**REQUIREMENT:** Return every line of the records that includes the string "source".

** Opening THE DATA block **

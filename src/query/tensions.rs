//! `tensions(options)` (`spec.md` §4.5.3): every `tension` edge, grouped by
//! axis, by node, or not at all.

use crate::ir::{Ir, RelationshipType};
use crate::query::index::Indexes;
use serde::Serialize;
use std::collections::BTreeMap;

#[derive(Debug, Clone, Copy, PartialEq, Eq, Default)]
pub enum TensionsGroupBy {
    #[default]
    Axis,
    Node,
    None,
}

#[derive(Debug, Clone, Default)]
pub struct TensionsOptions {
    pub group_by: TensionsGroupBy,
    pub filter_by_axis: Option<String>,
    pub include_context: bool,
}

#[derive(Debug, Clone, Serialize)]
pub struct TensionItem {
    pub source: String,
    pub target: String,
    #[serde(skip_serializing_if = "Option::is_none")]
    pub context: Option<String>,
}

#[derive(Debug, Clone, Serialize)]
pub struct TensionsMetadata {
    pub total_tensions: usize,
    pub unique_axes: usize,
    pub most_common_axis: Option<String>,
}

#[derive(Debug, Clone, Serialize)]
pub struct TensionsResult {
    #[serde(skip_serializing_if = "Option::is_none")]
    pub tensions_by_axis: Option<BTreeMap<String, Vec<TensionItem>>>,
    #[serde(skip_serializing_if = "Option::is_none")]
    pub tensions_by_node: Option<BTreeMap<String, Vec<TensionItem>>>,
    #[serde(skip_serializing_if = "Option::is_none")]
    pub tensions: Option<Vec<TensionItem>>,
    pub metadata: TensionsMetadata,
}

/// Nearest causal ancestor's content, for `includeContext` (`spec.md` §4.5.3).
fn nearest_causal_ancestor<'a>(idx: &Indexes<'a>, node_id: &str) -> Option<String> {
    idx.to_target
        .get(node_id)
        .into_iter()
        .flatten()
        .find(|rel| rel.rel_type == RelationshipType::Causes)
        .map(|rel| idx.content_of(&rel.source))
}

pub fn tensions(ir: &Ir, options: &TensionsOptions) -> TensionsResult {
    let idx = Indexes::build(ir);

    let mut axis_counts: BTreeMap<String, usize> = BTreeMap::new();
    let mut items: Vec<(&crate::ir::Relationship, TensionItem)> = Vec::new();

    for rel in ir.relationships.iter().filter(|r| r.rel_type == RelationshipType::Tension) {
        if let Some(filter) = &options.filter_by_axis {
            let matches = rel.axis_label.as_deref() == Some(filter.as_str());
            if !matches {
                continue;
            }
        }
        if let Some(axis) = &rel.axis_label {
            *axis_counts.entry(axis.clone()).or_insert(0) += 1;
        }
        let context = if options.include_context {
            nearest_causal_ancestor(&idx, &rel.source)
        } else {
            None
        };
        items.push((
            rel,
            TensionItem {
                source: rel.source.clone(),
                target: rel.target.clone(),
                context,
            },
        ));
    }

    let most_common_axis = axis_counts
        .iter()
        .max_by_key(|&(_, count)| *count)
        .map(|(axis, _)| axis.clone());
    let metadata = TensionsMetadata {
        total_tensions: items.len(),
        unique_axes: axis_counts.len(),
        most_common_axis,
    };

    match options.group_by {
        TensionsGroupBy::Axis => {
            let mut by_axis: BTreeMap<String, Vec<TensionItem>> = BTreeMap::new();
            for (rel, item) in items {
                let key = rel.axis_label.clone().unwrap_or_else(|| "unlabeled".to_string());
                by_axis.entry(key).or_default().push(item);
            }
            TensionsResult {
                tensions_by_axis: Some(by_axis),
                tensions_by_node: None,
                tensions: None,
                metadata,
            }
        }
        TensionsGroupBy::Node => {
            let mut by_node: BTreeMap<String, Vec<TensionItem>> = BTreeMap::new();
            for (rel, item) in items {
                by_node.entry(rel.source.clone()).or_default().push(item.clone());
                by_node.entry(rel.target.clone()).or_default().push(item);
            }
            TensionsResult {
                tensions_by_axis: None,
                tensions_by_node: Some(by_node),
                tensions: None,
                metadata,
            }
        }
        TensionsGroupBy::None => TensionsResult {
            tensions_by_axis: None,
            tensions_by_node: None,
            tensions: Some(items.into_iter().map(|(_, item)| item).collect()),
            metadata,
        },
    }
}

** Closing THE DATA block **
** Opening THE DATA block **

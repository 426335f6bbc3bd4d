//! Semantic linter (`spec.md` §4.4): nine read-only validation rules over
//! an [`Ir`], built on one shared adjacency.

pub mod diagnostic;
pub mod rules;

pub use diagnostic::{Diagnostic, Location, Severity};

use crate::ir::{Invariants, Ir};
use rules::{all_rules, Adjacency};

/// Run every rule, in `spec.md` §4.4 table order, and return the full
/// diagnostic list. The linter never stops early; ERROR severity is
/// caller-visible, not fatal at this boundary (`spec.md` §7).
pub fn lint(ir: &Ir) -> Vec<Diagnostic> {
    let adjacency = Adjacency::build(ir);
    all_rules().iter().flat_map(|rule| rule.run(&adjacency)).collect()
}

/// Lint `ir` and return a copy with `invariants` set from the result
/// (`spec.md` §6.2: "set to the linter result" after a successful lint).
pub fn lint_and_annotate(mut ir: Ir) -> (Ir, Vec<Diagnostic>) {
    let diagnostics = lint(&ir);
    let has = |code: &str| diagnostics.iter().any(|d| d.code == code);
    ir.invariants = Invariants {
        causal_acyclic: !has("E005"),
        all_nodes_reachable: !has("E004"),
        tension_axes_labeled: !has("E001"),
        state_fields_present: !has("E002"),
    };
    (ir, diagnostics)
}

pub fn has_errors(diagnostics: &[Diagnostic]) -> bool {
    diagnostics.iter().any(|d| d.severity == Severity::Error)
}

** Closing THE DATA block **

**RESULT OF THE TASK:**
    pub source: String,
        .map(|rel| idx.content_of(&rel.source))
            nearest_causal_ancestor(&idx, &rel.source)
                source: rel.source.clone(),
                by_node.entry(rel.source.clone()).or_default().push(item.clone());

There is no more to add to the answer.